*Exercise aim*.
Write down every entry once more, exactly as it reads.

== Segment start ==

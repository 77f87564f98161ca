//! Output formatting: table, JSON, YAML, plain.
//!
//! Renders data in the format selected by `--output`. Table uses `tabled`,
//! structured formats use serde, plain emits one identifier per line.

use std::io::{self, Write};

use tabled::{Table, Tabled, settings::Style};

use crate::cli::OutputFormat;
use crate::error::CliError;

// ── Render dispatchers ───────────────────────────────────────────────

/// Render a list of serde-serializable + tabled items in the chosen format.
///
/// - `table`: uses the `Tabled` derive to build a pretty table
/// - `json` / `json-compact`: serializes the original data via serde
/// - `yaml`: serializes via serde_yaml
/// - `plain`: calls `id_fn` on each item to emit one identifier per line
pub fn render_list<T, R>(
    format: OutputFormat,
    data: &[T],
    to_row: impl Fn(&T) -> R,
    id_fn: impl Fn(&T) -> String,
) -> Result<String, CliError>
where
    T: serde::Serialize,
    R: Tabled,
{
    match format {
        OutputFormat::Table => {
            let rows: Vec<R> = data.iter().map(to_row).collect();
            Ok(render_table(&rows))
        }
        OutputFormat::Json => render_json(data, false),
        OutputFormat::JsonCompact => render_json(data, true),
        OutputFormat::Yaml => render_yaml(data),
        OutputFormat::Plain => Ok(data.iter().map(&id_fn).collect::<Vec<_>>().join("\n")),
    }
}

/// Render a single serde-serializable item in the chosen format.
///
/// Table rendering uses `detail_fn`, since single-item views don't
/// use `Tabled` derive.
pub fn render_single<T>(
    format: OutputFormat,
    data: &T,
    detail_fn: impl Fn(&T) -> String,
    id_fn: impl Fn(&T) -> String,
) -> Result<String, CliError>
where
    T: serde::Serialize,
{
    match format {
        OutputFormat::Table => Ok(detail_fn(data)),
        OutputFormat::Json => render_json(data, false),
        OutputFormat::JsonCompact => render_json(data, true),
        OutputFormat::Yaml => render_yaml(data),
        OutputFormat::Plain => Ok(id_fn(data)),
    }
}

/// Print the rendered output to stdout, respecting quiet mode.
pub fn print_output(output: &str, quiet: bool) {
    if quiet || output.is_empty() {
        return;
    }
    let mut stdout = io::stdout().lock();
    let _ = writeln!(stdout, "{output}");
}

// ── Format-specific renderers ────────────────────────────────────────

pub(crate) fn render_table<R: Tabled>(rows: &[R]) -> String {
    Table::new(rows).with(Style::rounded()).to_string()
}

fn render_json<T: serde::Serialize + ?Sized>(data: &T, compact: bool) -> Result<String, CliError> {
    let rendered = if compact {
        serde_json::to_string(data)
    } else {
        serde_json::to_string_pretty(data)
    };
    rendered.map_err(|e| CliError::Render(e.to_string()))
}

fn render_yaml<T: serde::Serialize + ?Sized>(data: &T) -> Result<String, CliError> {
    serde_yaml::to_string(data).map_err(|e| CliError::Render(e.to_string()))
}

== Segment end ==

*Your response*.
repository 77f87564f98161ca
//! Output formatting: table, JSON, YAML, plain.
//!
//! Renders data in the format selected by `--output`. Table uses `tabled`,
//! structured formats use serde, plain emits one identifier per line.

use std::io::{self, Write};

use tabled::{Table, Tabled, settings::Style};

use crate::cli::OutputFormat;
use crate::error::CliError;

// ── Render dispatchers ───────────────────────────────────────────────

/// Render a list of serde-serializable + tabled items in the chosen format.
///
/// - `table`: uses the `Tabled` derive to build a pretty table
/// - `json` / `json-compact`: serializes the original data via serde
/// - `yaml`: serializes via serde_yaml
/// - `plain`: calls `id_fn` on each item to emit one identifier per line
pub fn render_list<T, R>(
    format: OutputFormat,
    data: &[T],
    to_row: impl Fn(&T) -> R,
    id_fn: impl Fn(&T) -> String,
) -> Result<String, CliError>
where
    T: serde::Serialize,
    R: Tabled,
{
    match format {
        OutputFormat::Table => {
            let rows: Vec<R> = data.iter().map(to_row).collect();
            Ok(render_table(&rows))
        }
        OutputFormat::Json => render_json(data, false),
        OutputFormat::JsonCompact => render_json(data, true),
        OutputFormat::Yaml => render_yaml(data),
        OutputFormat::Plain => Ok(data.iter().map(&id_fn).collect::<Vec<_>>().join("\n")),
    }
}

/// Render a single serde-serializable item in the chosen format.
///
/// Table rendering uses `detail_fn`, since single-item views don't
/// use `Tabled` derive.
pub fn render_single<T>(
    format: OutputFormat,
    data: &T,
    detail_fn: impl Fn(&T) -> String,
    id_fn: impl Fn(&T) -> String,
) -> Result<String, CliError>
where
    T: serde::Serialize,
{
    match format {
        OutputFormat::Table => Ok(detail_fn(data)),
        OutputFormat::Json => render_json(data, false),
        OutputFormat::JsonCompact => render_json(data, true),
        OutputFormat::Yaml => render_yaml(data),
        OutputFormat::Plain => Ok(id_fn(data)),
    }
}

/// Print the rendered output to stdout, respecting quiet mode.
pub fn print_output(output: &str, quiet: bool) {
    if quiet || output.is_empty() {
        return;
    }
    let mut stdout = io::stdout().lock();
    let _ = writeln!(stdout, "{output}");
}

// ── Format-specific renderers ────────────────────────────────────────

pub(crate) fn render_table<R: Tabled>(rows: &[R]) -> String {
    Table::new(rows).with(Style::rounded()).to_string()
}

fn render_json<T: serde::Serialize + ?Sized>(data: &T, compact: bool) -> Result<String, CliError> {
    let rendered = if compact {
        serde_json::to_string(data)
    } else {
        serde_json::to_string_pretty(data)
    };
    rendered.map_err(|e| CliError::Render(e.to_string()))
}

fn render_yaml<T: serde::Serialize + ?Sized>(data: &T) -> Result<String, CliError> {
    serde_yaml::to_string(data).map_err(|e| CliError::Render(e.to_string()))
}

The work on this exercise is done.